- What is expected: The required output is all lines below that contain the word "TransferFunction".

Top of Supplied material

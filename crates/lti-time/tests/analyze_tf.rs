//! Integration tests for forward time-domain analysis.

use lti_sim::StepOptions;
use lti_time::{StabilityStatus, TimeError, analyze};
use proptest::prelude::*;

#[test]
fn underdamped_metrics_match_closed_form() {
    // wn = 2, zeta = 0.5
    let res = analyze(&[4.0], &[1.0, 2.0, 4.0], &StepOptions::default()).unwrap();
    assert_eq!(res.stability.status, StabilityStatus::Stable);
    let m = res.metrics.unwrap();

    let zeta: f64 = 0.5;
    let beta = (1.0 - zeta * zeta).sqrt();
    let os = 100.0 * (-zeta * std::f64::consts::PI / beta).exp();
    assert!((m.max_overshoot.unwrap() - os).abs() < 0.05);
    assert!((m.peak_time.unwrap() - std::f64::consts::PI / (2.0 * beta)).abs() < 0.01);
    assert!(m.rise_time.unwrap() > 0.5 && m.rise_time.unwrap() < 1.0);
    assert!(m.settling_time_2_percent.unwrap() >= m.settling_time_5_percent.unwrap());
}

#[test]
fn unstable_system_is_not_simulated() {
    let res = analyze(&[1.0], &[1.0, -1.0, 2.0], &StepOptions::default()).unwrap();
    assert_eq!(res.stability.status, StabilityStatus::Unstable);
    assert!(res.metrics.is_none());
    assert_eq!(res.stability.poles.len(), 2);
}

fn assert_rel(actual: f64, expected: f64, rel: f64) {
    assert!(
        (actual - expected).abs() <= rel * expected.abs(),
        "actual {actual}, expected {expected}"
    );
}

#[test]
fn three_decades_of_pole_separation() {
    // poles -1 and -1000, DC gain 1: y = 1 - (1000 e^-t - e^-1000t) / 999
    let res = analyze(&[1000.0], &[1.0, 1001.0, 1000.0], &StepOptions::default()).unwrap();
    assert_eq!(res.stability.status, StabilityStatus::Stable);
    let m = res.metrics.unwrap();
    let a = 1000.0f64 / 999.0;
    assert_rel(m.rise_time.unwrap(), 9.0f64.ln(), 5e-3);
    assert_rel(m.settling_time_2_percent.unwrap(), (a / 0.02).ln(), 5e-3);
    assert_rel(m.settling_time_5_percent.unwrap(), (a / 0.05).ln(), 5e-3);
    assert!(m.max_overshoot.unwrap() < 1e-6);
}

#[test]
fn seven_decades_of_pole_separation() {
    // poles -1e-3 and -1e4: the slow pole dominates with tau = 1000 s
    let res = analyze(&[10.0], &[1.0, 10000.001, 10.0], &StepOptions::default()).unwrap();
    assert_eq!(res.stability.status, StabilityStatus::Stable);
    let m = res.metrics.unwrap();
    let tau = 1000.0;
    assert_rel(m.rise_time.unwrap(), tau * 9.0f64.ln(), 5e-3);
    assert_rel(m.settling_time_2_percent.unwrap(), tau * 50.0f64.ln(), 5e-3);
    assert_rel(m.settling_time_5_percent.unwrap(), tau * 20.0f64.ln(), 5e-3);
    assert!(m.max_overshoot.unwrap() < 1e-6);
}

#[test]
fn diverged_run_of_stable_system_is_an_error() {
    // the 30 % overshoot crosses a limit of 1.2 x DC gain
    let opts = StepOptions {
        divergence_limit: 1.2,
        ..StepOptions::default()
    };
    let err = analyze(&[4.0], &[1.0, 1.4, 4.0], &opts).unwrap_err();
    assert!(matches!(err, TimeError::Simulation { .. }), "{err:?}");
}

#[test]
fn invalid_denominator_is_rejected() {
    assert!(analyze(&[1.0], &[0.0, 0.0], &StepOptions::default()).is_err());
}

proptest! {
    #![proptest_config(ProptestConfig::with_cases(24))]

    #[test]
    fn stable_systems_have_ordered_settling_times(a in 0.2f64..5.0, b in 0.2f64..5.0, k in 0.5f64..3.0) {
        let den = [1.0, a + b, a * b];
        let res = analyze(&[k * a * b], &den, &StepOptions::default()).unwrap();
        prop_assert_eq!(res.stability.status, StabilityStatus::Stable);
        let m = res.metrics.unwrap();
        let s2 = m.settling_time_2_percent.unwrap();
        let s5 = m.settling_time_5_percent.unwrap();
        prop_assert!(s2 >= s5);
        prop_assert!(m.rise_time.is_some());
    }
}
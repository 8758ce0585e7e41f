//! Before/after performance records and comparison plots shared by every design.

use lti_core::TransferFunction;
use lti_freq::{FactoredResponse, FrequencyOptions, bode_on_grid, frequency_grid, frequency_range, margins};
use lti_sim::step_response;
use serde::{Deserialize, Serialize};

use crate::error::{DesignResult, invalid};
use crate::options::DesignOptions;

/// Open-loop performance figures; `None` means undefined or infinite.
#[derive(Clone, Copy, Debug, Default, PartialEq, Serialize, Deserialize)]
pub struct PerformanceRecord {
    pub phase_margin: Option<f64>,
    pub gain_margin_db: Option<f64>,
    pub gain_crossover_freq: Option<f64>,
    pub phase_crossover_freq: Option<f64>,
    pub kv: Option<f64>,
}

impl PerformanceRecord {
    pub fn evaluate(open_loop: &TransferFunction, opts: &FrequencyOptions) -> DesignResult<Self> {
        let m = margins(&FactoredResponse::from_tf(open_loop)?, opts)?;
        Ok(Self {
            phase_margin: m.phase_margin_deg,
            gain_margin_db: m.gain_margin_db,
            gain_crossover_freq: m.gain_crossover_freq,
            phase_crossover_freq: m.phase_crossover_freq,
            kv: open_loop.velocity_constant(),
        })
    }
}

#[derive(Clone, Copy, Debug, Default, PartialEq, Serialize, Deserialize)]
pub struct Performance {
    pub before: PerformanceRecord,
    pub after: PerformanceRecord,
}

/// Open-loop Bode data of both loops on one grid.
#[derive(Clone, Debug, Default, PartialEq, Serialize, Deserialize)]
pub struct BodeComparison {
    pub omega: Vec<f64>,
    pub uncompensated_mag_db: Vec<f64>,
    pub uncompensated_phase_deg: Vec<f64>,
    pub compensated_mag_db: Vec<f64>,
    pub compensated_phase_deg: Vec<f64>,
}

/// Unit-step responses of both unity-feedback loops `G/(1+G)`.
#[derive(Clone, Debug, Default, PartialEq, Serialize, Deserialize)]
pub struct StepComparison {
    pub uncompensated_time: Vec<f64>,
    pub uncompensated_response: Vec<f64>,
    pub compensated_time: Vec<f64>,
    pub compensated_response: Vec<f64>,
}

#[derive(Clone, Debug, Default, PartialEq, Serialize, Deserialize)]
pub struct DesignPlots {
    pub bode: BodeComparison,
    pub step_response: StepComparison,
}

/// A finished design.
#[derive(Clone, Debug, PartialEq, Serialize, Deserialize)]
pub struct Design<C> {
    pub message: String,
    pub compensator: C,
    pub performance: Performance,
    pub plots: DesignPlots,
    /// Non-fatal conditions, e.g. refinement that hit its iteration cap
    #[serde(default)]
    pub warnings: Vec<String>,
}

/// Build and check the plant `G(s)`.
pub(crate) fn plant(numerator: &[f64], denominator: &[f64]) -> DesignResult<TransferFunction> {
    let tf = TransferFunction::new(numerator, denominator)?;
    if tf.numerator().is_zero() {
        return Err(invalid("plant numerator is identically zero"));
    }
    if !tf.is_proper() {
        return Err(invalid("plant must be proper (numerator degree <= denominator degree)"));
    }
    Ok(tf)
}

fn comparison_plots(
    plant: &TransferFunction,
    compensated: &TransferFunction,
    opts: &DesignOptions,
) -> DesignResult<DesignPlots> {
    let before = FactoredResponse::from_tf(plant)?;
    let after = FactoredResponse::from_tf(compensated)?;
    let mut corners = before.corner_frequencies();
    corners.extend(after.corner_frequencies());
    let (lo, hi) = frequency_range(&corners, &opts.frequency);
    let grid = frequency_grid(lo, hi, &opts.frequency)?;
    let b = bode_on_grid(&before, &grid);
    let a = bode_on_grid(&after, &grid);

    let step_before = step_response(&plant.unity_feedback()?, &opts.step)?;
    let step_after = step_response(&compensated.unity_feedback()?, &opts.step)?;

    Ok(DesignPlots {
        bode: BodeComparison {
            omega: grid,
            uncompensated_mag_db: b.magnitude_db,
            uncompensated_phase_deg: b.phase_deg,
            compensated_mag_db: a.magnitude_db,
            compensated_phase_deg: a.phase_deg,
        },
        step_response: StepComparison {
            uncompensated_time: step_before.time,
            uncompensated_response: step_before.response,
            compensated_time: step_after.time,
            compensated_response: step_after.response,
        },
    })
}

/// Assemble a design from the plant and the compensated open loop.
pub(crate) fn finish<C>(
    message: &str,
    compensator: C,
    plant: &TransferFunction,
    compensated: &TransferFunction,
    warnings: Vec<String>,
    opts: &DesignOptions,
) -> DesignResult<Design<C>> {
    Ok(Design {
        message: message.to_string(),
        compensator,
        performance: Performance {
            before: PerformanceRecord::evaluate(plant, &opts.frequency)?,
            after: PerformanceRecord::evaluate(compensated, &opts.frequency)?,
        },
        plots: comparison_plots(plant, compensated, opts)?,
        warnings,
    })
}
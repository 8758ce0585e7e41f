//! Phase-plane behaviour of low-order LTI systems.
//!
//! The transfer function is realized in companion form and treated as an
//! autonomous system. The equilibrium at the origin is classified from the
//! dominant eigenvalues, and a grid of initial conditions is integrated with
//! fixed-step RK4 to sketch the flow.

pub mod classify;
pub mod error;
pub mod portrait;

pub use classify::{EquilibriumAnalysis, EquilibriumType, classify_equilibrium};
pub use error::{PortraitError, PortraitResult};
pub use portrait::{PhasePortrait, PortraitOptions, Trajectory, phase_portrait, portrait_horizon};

Bottom of Supplied material

- Your response:
use lti_core::TransferFunction;
    pub fn evaluate(open_loop: &TransferFunction, opts: &FrequencyOptions) -> DesignResult<Self> {
pub(crate) fn plant(numerator: &[f64], denominator: &[f64]) -> DesignResult<TransferFunction> {
    let tf = TransferFunction::new(numerator, denominator)?;
    plant: &TransferFunction,
    compensated: &TransferFunction,
    plant: &TransferFunction,
    compensated: &TransferFunction,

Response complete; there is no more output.